Work request
Report the count of lines containing the word "extend" in these records, with no other text.

[Dataset entries]
▼▼▼

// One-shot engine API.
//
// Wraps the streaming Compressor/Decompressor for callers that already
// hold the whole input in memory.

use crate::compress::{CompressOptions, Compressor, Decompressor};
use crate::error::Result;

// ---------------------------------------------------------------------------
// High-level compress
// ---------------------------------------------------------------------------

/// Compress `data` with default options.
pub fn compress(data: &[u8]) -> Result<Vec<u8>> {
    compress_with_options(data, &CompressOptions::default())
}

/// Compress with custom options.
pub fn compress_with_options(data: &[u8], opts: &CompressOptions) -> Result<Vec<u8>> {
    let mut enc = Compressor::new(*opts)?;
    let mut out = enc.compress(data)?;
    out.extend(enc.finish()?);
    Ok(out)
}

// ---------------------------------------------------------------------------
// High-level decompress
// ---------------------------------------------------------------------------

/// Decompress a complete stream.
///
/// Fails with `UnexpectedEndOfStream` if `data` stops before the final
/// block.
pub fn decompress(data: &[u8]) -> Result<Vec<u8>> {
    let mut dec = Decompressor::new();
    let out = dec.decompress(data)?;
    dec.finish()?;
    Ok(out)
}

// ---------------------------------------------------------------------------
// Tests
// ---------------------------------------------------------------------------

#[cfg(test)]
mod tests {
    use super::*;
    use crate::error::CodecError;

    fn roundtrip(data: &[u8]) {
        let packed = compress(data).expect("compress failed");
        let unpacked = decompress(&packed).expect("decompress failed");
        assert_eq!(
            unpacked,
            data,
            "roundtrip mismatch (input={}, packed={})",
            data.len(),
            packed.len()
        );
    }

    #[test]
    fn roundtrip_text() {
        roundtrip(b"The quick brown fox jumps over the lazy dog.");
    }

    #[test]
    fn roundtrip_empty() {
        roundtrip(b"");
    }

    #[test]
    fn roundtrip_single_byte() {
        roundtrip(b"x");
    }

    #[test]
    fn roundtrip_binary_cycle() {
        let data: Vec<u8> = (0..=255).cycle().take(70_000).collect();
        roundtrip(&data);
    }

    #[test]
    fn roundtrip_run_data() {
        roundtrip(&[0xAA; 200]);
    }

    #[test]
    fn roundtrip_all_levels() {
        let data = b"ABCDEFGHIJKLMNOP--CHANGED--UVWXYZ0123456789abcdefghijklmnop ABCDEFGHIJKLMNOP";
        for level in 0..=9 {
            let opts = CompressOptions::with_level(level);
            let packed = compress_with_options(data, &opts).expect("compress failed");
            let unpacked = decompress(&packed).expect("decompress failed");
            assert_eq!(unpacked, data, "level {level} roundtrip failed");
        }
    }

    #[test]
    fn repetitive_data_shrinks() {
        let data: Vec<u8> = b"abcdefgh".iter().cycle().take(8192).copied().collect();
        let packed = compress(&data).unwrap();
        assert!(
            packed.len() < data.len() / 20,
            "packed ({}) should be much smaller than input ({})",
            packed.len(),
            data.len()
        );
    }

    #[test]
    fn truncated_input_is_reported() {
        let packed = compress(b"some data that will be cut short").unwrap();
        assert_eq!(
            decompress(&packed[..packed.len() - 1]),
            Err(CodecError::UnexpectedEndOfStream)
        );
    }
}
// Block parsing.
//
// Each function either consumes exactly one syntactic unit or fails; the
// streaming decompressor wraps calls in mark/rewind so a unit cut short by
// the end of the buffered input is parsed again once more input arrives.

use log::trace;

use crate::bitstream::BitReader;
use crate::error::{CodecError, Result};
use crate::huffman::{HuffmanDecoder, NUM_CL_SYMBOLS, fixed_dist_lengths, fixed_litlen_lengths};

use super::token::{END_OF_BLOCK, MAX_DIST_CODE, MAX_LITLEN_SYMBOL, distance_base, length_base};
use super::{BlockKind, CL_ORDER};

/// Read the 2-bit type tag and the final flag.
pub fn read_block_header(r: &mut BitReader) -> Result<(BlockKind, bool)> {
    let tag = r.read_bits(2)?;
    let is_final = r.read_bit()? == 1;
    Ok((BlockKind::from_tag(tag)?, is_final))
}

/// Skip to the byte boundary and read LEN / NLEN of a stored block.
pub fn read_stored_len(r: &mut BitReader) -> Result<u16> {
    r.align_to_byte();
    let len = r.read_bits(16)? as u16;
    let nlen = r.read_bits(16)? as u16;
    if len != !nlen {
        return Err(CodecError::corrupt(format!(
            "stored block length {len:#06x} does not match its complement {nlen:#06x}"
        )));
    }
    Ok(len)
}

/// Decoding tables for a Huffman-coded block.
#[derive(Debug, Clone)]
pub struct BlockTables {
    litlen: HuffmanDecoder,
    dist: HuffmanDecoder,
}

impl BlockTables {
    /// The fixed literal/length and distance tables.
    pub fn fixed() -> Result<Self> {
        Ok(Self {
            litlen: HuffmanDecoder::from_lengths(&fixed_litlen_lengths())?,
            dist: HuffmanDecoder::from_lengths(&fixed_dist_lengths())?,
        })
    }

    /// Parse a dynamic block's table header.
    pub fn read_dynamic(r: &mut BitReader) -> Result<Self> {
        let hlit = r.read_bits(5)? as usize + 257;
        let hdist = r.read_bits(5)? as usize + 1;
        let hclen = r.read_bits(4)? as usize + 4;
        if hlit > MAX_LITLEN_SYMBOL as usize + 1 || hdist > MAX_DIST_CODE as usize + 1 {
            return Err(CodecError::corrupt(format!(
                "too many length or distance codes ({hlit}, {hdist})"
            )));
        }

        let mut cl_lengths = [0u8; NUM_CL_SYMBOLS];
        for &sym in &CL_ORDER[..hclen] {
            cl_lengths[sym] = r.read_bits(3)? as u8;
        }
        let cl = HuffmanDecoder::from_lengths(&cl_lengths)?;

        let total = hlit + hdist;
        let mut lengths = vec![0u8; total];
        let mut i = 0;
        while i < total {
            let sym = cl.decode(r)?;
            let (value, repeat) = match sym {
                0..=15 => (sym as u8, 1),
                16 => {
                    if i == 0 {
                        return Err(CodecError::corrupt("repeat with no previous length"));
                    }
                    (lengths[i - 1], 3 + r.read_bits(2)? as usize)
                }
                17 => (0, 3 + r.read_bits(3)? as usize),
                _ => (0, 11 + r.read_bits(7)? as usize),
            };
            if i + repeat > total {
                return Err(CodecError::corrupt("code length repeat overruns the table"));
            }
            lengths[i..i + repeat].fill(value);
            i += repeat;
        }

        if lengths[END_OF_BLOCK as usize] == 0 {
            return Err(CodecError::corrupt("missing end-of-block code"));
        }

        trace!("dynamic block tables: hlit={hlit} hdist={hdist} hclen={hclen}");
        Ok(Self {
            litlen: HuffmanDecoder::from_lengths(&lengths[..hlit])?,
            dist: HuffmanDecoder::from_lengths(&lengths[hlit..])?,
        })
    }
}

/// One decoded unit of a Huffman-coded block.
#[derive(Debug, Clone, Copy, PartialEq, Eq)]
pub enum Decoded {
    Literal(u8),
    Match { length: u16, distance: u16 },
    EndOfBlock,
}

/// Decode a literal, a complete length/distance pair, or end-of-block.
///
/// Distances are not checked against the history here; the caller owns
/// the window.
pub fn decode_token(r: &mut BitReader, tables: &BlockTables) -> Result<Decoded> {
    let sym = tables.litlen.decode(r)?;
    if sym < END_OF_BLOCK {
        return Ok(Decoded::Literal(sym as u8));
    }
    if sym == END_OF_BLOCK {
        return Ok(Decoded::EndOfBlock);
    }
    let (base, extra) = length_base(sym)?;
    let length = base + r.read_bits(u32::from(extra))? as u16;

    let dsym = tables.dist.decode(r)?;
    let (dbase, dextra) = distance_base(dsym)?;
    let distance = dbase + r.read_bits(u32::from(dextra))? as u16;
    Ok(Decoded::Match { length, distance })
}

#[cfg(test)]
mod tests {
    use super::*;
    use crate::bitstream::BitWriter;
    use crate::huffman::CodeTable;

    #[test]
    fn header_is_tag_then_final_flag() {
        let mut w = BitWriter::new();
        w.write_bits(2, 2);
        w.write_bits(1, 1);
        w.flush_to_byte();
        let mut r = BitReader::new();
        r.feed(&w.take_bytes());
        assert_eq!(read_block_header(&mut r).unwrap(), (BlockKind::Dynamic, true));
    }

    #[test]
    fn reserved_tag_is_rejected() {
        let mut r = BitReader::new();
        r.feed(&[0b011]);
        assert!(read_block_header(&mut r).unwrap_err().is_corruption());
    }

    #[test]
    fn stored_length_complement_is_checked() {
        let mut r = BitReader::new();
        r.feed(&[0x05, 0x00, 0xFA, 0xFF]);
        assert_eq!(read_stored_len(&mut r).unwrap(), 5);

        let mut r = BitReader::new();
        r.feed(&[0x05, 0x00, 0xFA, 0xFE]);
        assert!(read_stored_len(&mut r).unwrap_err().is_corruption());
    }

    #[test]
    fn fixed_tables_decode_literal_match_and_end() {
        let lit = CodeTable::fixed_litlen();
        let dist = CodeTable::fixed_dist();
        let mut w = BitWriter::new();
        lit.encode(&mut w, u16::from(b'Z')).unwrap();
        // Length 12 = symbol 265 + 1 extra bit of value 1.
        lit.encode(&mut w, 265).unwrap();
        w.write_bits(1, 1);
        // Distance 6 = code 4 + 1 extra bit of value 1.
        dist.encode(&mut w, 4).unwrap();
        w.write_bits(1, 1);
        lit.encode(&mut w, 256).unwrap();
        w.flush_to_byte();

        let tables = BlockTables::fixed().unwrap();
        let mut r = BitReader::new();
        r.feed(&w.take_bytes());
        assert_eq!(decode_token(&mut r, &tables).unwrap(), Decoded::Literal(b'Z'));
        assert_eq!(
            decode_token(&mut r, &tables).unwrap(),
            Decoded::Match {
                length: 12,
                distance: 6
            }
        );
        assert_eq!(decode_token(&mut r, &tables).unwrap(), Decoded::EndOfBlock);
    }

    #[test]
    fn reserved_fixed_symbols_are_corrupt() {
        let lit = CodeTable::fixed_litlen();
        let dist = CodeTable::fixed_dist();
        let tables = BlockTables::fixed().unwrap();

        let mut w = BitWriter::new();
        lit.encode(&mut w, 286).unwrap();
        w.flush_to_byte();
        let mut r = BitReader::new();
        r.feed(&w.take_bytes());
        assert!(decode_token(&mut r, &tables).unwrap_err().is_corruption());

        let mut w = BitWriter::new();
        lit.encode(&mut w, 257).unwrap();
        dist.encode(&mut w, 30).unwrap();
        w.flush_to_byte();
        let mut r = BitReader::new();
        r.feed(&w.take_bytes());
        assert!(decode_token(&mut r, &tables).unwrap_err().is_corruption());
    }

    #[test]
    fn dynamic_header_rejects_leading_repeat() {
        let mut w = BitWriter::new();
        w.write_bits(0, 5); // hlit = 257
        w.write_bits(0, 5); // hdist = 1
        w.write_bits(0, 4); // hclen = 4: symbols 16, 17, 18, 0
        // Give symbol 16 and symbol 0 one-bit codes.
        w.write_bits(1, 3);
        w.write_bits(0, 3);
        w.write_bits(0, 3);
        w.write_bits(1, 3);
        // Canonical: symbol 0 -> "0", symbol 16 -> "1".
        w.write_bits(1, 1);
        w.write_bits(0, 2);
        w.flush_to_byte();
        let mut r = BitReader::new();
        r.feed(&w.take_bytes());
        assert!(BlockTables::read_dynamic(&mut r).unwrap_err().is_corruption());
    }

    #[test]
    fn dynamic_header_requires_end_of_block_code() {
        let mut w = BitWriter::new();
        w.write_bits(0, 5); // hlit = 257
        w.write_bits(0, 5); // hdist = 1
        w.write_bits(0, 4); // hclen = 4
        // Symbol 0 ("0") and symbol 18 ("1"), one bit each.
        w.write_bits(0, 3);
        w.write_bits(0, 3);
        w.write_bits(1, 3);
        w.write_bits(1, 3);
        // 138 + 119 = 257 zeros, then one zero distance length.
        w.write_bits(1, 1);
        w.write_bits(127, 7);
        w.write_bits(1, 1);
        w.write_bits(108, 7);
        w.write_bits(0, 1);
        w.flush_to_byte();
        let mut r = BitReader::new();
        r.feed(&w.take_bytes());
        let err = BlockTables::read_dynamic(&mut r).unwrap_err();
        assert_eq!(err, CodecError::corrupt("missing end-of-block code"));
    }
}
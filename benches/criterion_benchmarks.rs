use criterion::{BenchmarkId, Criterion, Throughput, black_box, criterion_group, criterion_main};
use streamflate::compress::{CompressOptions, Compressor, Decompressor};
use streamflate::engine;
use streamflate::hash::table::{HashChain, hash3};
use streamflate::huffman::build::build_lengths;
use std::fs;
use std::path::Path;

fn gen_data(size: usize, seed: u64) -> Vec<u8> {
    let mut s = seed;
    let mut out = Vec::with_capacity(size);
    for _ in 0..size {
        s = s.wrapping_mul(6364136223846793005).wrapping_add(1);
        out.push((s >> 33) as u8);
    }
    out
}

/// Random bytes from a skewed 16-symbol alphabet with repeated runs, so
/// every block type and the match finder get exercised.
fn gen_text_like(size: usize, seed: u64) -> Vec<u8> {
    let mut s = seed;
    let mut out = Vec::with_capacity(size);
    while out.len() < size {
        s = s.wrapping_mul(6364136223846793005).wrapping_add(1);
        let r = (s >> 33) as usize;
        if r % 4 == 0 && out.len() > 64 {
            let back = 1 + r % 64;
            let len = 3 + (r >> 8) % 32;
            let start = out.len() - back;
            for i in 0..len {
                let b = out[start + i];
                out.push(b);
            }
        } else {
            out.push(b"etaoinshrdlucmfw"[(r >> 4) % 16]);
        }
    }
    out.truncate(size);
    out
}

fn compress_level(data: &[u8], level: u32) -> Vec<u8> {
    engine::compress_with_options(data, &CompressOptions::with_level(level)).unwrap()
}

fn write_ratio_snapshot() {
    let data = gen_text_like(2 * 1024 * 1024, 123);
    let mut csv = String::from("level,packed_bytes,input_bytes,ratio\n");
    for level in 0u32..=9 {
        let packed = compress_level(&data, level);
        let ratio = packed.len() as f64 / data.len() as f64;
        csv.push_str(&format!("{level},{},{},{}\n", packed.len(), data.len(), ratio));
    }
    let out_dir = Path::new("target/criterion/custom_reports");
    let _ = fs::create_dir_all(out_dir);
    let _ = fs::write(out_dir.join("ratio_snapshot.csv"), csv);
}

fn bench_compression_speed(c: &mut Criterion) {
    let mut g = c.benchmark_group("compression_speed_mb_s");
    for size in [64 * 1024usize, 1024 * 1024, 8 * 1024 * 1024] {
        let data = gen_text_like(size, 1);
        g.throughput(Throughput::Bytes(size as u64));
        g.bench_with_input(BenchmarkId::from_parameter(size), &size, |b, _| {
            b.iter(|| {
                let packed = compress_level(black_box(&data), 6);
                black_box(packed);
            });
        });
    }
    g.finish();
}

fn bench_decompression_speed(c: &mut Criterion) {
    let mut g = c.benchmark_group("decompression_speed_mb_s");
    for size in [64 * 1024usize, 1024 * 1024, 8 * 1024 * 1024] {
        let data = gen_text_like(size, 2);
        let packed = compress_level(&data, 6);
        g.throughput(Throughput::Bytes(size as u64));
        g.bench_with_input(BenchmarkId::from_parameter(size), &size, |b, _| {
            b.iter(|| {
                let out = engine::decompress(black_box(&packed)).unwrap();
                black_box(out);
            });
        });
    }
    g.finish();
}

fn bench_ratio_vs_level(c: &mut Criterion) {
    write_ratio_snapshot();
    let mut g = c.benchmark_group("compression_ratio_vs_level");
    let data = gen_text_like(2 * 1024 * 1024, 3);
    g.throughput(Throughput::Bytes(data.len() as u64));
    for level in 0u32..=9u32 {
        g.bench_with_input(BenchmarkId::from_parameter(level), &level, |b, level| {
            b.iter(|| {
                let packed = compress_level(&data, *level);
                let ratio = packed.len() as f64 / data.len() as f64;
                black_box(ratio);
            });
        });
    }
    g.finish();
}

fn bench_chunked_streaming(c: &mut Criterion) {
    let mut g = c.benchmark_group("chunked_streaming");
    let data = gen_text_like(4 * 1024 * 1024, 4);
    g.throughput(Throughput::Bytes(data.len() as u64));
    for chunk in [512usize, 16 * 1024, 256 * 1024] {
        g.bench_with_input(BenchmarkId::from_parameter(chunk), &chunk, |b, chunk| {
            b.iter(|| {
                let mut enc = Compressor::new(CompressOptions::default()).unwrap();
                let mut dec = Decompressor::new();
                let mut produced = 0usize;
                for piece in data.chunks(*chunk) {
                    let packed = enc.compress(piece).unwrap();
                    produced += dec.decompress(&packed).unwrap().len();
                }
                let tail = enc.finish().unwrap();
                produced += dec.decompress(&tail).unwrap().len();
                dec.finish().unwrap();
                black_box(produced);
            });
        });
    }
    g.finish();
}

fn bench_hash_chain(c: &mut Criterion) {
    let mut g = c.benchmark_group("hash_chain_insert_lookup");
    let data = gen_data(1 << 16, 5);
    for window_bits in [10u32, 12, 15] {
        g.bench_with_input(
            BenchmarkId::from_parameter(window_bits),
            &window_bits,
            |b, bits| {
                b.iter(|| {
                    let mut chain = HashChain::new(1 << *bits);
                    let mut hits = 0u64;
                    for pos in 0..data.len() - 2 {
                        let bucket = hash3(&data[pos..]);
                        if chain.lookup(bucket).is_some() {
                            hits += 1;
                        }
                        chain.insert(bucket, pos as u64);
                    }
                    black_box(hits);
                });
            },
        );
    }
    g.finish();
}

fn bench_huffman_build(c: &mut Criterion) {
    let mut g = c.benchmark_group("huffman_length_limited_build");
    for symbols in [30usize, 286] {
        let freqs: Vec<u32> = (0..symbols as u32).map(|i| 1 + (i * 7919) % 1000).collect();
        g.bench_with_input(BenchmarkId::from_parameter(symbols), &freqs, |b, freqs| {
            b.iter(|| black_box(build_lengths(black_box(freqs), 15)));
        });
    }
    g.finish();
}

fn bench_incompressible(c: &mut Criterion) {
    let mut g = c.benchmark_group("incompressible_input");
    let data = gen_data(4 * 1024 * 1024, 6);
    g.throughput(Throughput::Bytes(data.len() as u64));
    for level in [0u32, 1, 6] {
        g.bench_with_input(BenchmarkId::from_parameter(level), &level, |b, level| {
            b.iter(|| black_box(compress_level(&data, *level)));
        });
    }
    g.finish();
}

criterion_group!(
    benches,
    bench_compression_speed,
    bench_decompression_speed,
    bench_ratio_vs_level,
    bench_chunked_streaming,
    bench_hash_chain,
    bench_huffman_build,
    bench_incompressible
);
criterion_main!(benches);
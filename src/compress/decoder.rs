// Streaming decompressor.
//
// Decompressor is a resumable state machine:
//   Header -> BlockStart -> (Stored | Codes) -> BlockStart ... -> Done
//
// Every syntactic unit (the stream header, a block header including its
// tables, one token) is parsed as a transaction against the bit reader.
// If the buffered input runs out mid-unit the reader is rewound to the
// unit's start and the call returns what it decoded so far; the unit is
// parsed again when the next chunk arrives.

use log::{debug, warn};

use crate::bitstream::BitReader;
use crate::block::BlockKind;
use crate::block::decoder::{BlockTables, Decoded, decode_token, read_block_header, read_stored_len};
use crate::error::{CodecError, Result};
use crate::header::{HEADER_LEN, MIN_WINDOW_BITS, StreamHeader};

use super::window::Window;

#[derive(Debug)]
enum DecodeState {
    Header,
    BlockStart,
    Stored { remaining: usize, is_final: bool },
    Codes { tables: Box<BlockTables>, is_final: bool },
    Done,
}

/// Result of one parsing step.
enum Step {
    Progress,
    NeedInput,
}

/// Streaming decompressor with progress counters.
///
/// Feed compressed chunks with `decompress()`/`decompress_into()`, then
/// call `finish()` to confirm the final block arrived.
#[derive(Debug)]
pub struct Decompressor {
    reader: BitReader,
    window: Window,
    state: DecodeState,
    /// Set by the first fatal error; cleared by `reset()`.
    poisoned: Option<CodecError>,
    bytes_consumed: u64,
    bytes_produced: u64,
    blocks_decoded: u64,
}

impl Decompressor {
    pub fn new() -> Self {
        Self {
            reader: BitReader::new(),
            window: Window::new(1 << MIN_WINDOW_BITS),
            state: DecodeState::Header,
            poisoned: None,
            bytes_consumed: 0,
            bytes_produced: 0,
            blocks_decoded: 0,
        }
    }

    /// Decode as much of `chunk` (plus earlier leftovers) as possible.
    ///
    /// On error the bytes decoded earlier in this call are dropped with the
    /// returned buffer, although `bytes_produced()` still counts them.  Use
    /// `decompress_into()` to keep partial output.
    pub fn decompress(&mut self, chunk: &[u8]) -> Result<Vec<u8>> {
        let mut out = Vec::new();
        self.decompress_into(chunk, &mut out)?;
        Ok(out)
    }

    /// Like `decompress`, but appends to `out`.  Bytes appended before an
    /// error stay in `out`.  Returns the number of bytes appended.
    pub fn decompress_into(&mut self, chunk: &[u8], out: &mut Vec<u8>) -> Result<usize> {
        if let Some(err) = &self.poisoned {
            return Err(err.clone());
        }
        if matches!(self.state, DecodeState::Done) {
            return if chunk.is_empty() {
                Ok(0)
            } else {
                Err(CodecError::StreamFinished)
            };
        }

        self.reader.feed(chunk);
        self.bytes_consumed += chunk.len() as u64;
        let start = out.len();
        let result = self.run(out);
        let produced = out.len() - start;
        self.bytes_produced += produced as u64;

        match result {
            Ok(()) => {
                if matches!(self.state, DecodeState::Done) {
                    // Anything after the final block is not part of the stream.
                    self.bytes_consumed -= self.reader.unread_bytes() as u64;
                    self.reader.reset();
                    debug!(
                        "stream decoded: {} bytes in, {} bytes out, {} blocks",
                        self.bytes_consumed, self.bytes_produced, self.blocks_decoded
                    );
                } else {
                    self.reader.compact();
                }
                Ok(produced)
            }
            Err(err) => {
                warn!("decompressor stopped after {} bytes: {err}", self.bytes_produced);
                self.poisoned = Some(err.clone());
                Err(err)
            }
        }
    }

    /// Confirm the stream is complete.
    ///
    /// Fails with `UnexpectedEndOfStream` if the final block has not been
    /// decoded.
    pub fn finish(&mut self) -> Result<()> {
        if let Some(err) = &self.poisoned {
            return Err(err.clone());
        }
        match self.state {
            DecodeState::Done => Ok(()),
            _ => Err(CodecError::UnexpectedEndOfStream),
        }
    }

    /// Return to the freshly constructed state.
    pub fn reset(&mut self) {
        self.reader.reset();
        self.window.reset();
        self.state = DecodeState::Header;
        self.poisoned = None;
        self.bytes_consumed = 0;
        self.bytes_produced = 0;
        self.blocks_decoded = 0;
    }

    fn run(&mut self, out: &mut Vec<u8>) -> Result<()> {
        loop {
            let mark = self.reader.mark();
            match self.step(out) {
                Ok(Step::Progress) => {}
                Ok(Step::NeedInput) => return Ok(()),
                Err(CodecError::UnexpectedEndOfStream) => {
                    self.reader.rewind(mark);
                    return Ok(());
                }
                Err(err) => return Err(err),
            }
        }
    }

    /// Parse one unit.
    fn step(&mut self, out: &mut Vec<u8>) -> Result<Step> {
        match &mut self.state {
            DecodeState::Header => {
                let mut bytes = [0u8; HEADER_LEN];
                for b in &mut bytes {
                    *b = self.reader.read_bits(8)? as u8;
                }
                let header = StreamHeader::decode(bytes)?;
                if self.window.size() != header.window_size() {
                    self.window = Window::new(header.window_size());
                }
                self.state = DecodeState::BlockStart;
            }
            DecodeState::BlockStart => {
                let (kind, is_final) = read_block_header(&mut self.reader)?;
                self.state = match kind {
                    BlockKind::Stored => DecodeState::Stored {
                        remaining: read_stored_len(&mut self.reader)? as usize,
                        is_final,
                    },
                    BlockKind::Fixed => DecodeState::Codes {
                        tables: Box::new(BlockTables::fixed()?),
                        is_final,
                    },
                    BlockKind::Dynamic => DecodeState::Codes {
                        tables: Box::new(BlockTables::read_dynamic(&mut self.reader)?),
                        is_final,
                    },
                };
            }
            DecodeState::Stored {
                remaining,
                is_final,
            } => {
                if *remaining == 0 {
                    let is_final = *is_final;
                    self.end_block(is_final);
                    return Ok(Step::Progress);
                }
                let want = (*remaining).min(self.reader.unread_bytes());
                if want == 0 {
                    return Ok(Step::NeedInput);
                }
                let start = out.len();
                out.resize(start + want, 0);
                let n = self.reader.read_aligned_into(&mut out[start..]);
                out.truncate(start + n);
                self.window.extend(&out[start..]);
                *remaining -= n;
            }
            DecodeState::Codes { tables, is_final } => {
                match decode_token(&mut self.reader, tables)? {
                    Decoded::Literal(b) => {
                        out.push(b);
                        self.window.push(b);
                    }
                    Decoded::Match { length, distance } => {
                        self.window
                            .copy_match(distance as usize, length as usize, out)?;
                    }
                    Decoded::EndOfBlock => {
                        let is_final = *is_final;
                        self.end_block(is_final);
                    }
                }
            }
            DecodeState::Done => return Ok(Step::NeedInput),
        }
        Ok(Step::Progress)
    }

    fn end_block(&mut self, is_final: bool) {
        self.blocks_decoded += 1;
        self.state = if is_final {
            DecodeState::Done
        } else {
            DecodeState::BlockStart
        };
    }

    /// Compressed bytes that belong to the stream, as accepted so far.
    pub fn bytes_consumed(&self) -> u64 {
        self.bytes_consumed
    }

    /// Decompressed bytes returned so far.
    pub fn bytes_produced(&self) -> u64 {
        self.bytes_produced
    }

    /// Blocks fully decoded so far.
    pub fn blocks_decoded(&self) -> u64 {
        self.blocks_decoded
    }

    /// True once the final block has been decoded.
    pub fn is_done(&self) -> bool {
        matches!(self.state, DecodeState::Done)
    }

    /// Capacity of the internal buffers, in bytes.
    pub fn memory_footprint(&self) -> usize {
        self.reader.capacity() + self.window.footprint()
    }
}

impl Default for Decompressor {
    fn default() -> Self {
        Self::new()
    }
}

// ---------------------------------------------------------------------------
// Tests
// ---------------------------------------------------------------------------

▲▲▲

Completed exercise
2